The range of LDL reduction from statins is broad. Low-intensity therapy typically lowers LDL by about 18%, while the highest doses of the most potent statins can achieve reductions close to 50%. Most people are started on moderate-intensity therapy, which falls somewhere in between. For patients who can’t tolerate statins or need additional lowering beyond what statins achieve, other medication classes are available that work through different mechanisms, including drugs that block cholesterol absorption in the gut and injectable therapies that help the liver clear LDL more aggressively.

The decision to start medication depends on more than just your LDL number. Your doctor will consider your overall cardiovascular risk profile: age, blood pressure, smoking status, family history, and whether you have diabetes. Two people with the same LDL level may get very different recommendations based on these other factors.
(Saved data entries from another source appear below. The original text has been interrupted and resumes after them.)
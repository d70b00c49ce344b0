use crux_core::{render::render, Command};
use log::info;

use crate::events::{Event, FormEvent};
use crate::model::Model;
use crate::types::DeviceConfig;
use crate::update::dispatch;
use crate::{update_field, Effect, NavigationCmd};

/// Handle configuration form input
pub fn handle(event: FormEvent, model: &mut Model) -> Command<Effect, Event> {
    match event {
        FormEvent::Edit { field, value } => {
            if model.form.set(field, value) {
                render()
            } else {
                Command::done()
            }
        }

        FormEvent::SetAccessPoint(enabled) => update_field!(model.form.access_point, enabled),

        FormEvent::Save => save(model),
    }
}

/// Apply the configuration reported by the device. This is also the signal
/// that the initial load is complete.
pub fn hydrate(config: DeviceConfig, model: &mut Model) -> Command<Effect, Event> {
    model.form.hydrate(config);
    model.is_loading = false;
    render()
}

/// Send the whole configuration and reload the page.
///
/// The device does not acknowledge `configfile`; the reload is what brings the
/// page back in sync with whatever the device made of it.
pub fn save(model: &Model) -> Command<Effect, Event> {
    let record = model.collect();
    info!(
        "saving configuration (ssid {:?}, mode {})",
        record.ssid,
        record.mode.as_wire()
    );

    Command::all([dispatch::save_config(record, model), NavigationCmd::reload()])
}

#[cfg(test)]
mod tests {
    use super::*;
    use crate::tests::{reload_requested, texts_in};
    use crate::types::{ConfigRecord, ConnectionState, FormField, WifiMode};
    use crate::update::{router, scan};

    fn open_model() -> Model {
        let mut model = Model::default();
        model.connection.state = ConnectionState::Open;
        model
    }

    #[test]
    fn edit_updates_named_control() {
        let mut model = Model::default();

        let _ = handle(
            FormEvent::Edit {
                field: FormField::SensorPin,
                value: "12".to_string(),
            },
            &mut model,
        );

        assert_eq!(model.form.sensor_pin, "12");
    }

    #[test]
    fn unchanged_access_point_does_not_render() {
        let mut model = Model::default();

        let mut cmd = handle(FormEvent::SetAccessPoint(false), &mut model);

        assert!(cmd.effects().next().is_none());
    }

    #[test]
    fn hydrate_then_collect_round_trips_record() {
        let record = ConfigRecord {
            ssid: "HomeNet".to_string(),
            mode: WifiMode::AccessPoint,
            password: "hunter22".to_string(),
            sensor_pin: "4".to_string(),
            rfid_gain: "32".to_string(),
            relay_pin: "5".to_string(),
            relay_time_ms: "400".to_string(),
        };
        let mut payload = serde_json::to_value(&record).unwrap();
        payload["command"] = serde_json::json!("configfile");
        let mut model = Model::default();

        let _ = router::route(&payload.to_string(), &mut model);

        assert_eq!(model.collect(), record);
    }

    #[test]
    fn wmode_round_trips_through_form() {
        for (wmode, expected) in [
            (Some("1"), WifiMode::AccessPoint),
            (Some("0"), WifiMode::Station),
            (None, WifiMode::Station),
        ] {
            let mut model = Model::default();
            let _ = hydrate(
                DeviceConfig {
                    mode: wmode.map(str::to_string),
                    ..Default::default()
                },
                &mut model,
            );

            assert_eq!(model.form.access_point, expected == WifiMode::AccessPoint);
            assert_eq!(model.collect().mode, expected);
        }
    }

    #[test]
    fn save_sends_configuration_and_reloads() {
        let mut model = open_model();
        model.form.ssid = "HomeNet".to_string();
        model.form.access_point = true;

        let mut cmd = handle(FormEvent::Save, &mut model);
        let effects: Vec<Effect> = cmd.effects().collect();

        assert_eq!(
            texts_in(&effects),
            vec![
                r#"{"command":"configfile","ssid":"HomeNet","wmode":"1","pswd":"","sspin":"","rfidgain":"","rpin":"","rtime":""}"#
            ]
        );
        assert!(reload_requested(&effects));
    }

    #[test]
    fn save_uses_selected_scan_result() {
        let mut model = open_model();
        model.form.ssid = "Typed".to_string();
        let _ = scan::begin_scan(&mut model);
        let _ = scan::populate_results(vec!["NetA".to_string(), "NetB".to_string()], &mut model);
        let _ = scan::handle(crate::events::ScanEvent::Select("NetB".to_string()), &mut model);

        assert_eq!(model.collect().ssid, "NetB");
    }

    #[test]
    fn save_without_channel_still_reloads() {
        let mut model = Model::default();
        let before = model.clone();

        let mut cmd = handle(FormEvent::Save, &mut model);
        let effects: Vec<Effect> = cmd.effects().collect();

        assert!(texts_in(&effects).is_empty());
        assert!(reload_requested(&effects));
        assert_eq!(model, before);
    }
}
LDL vs. HDL: The Key Difference

LDL is often called “bad” cholesterol, while HDL (high-density lipoprotein) is called “good” cholesterol. The distinction comes down to direction. LDL delivers cholesterol to your artery walls, where it can accumulate and cause damage. HDL does the opposite: it picks up excess cholesterol from your tissues and arteries and carries it back to the liver for disposal. A healthy lipid profile has low LDL and relatively high HDL. When your LDL is high and your HDL is low, the imbalance accelerates plaque formation because more cholesterol is being deposited than removed.